What you have to do => Your task is to find every line in the records that holds the string "status" and copy it.

[Dataset entries]
....

//! ElevenLabs Scribe transcription client.

use std::path::Path;
use std::sync::Arc;
use std::time::Duration;

use async_trait::async_trait;
use reqwest::multipart::{Form, Part};
use reqwest::Client;
use serde::Deserialize;
use tokio::fs::File;
use tokio_util::codec::{BytesCodec, FramedRead};

use crate::config::CredentialStore;
use crate::error::LangkitError;
use crate::Result;

use super::{SttProvider, TranscriptSegment, Transcription};

const DEFAULT_BASE_URL: &str = "https://api.elevenlabs.io/v1";

/// Longest silence absorbed into one subtitle span.
const SEGMENT_GAP: Duration = Duration::from_millis(900);
/// Upper bound on words per span before a forced break.
const SEGMENT_MAX_WORDS: usize = 14;

/// ElevenLabs Scribe provider (`scribe_v1`).
#[derive(Debug)]
pub struct ElevenLabsProvider {
    client: Client,
    credentials: Arc<CredentialStore>,
    base_url: String,
}

impl ElevenLabsProvider {
    /// Create a provider reading the `elevenlabs` credential from the store.
    pub fn new(credentials: Arc<CredentialStore>) -> Self {
        Self::with_base_url(credentials, DEFAULT_BASE_URL.to_string())
    }

    /// Create a provider against an explicit endpoint (tests, proxies).
    pub fn with_base_url(credentials: Arc<CredentialStore>, base_url: String) -> Self {
        Self {
            client: Client::new(),
            credentials,
            base_url: base_url.trim_end_matches('/').to_string(),
        }
    }
}

#[async_trait]
impl SttProvider for ElevenLabsProvider {
    fn name(&self) -> &'static str {
        "elevenlabs"
    }

    fn tag(&self) -> &'static str {
        "SCRIBE"
    }

    fn is_available(&self) -> bool {
        self.credentials.has("elevenlabs")
    }

    async fn transcribe<'a>(
        &self,
        model: &str,
        audio_path: &Path,
        language: Option<&'a str>,
        _initial_prompt: Option<&'a str>,
    ) -> Result<Transcription> {
        let api_key = self.credentials.get("elevenlabs").ok_or_else(|| {
            LangkitError::provider_unavailable("elevenlabs", "no API key configured")
        })?;

        let file = File::open(audio_path).await.map_err(|e| {
            LangkitError::media(format!(
                "failed to open {} for upload: {}",
                audio_path.display(),
                e
            ))
        })?;
        let stream = FramedRead::new(file, BytesCodec::new());
        let body = reqwest::Body::wrap_stream(stream);
        let filename = audio_path
            .file_name()
            .map(|n| n.to_string_lossy().to_string())
            .unwrap_or_else(|| "audio.wav".to_string());

        let mut form = Form::new().text("model_id", model.to_string()).part(
            "file",
            Part::stream(body)
                .file_name(filename)
                .mime_str("application/octet-stream")?,
        );
        if let Some(language) = language.filter(|l| !l.is_empty()) {
            form = form.text("language_code", language.to_string());
        }

        let response = self
            .client
            .post(format!("{}/speech-to-text", self.base_url))
            .header("xi-api-key", api_key)
            .multipart(form)
            .send()
            .await?;

        let status = response.status();
        if status == reqwest::StatusCode::UNAUTHORIZED || status == reqwest::StatusCode::FORBIDDEN {
            return Err(LangkitError::provider_unavailable(
                "elevenlabs",
                format!("credential rejected (HTTP {})", status),
            ));
        }
        if !status.is_success() {
            let text = response.text().await.unwrap_or_default();
            return Err(LangkitError::transient(format!(
                "transcription request failed with HTTP {}: {}",
                status, text
            )));
        }

        let parsed: ScribeResponse = response.json().await.map_err(|e| {
            LangkitError::transient(format!("unparseable transcription response: {}", e))
        })?;
        Ok(parsed.into_transcription())
    }
}

#[derive(Debug, Deserialize)]
struct ScribeResponse {
    text: String,
    #[serde(default)]
    words: Vec<ScribeWord>,
}

#[derive(Debug, Deserialize)]
struct ScribeWord {
    text: String,
    start: f64,
    end: f64,
    #[serde(default, rename = "type")]
    kind: String,
}

impl ScribeResponse {
    /// Scribe returns word-level timings only; group words into spans at
    /// silence gaps or a word-count ceiling.
    fn into_transcription(self) -> Transcription {
        let mut segments: Vec<TranscriptSegment> = Vec::new();
        let mut current: Vec<&ScribeWord> = Vec::new();

        let words: Vec<&ScribeWord> = self
            .words
            .iter()
            .filter(|w| w.kind.is_empty() || w.kind == "word")
            .collect();

        let flush = |current: &mut Vec<&ScribeWord>, segments: &mut Vec<TranscriptSegment>| {
            if current.is_empty() {
                return;
            }
            let text = current
                .iter()
                .map(|w| w.text.as_str())
                .collect::<Vec<_>>()
                .join(" ");
            segments.push(TranscriptSegment {
                start: current.first().unwrap().start,
                end: current.last().unwrap().end,
                text,
            });
            current.clear();
        };

        for word in words {
            if let Some(last) = current.last() {
                let gap = Duration::from_secs_f64((word.start - last.end).max(0.0));
                if gap > SEGMENT_GAP || current.len() >= SEGMENT_MAX_WORDS {
                    flush(&mut current, &mut segments);
                }
            }
            current.push(word);
        }
        flush(&mut current, &mut segments);

        Transcription {
            text: self.text,
            segments,
        }
    }
}

#[cfg(test)]
mod tests {
    use super::*;
    use wiremock::matchers::{header, method, path};
    use wiremock::{Mock, MockServer, ResponseTemplate};

    #[test]
    fn test_word_grouping_splits_on_gap() {
        let response = ScribeResponse {
            text: "one two three".into(),
            words: vec![
                ScribeWord {
                    text: "one".into(),
                    start: 0.0,
                    end: 0.4,
                    kind: "word".into(),
                },
                ScribeWord {
                    text: "two".into(),
                    start: 0.5,
                    end: 0.9,
                    kind: "word".into(),
                },
                ScribeWord {
                    text: "three".into(),
                    start: 3.0,
                    end: 3.4,
                    kind: "word".into(),
                },
            ],
        };
        let transcription = response.into_transcription();
        assert_eq!(transcription.segments.len(), 2);
        assert_eq!(transcription.segments[0].text, "one two");
        assert_eq!(transcription.segments[1].text, "three");
    }

    #[tokio::test]
    async fn test_transcribe_roundtrip() {
        let server = MockServer::start().await;
        Mock::given(method("POST"))
            .and(path("/speech-to-text"))
            .and(header("xi-api-key", "xi-secret"))
            .respond_with(ResponseTemplate::new(200).set_body_json(serde_json::json!({
                "text": "konnichiwa",
                "words": [
                    {"text": "konnichiwa", "start": 0.1, "end": 0.9, "type": "word"}
                ]
            })))
            .mount(&server)
            .await;

        let tmp = tempfile::TempDir::new().unwrap();
        let audio = tmp.path().join("clip.wav");
        std::fs::write(&audio, b"RIFF").unwrap();

        let store = Arc::new(CredentialStore::new());
        store.set("elevenlabs", "xi-secret");
        let provider = ElevenLabsProvider::with_base_url(store, server.uri());
        let result = provider
            .transcribe("scribe_v1", &audio, Some("ja"), None)
            .await
            .unwrap();
        assert_eq!(result.text, "konnichiwa");
        assert_eq!(result.segments.len(), 1);
    }
}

....

Result below =>
        let status = response.status();
        if status == reqwest::StatusCode::UNAUTHORIZED || status == reqwest::StatusCode::FORBIDDEN {
                format!("credential rejected (HTTP {})", status),
        if !status.is_success() {
                status, text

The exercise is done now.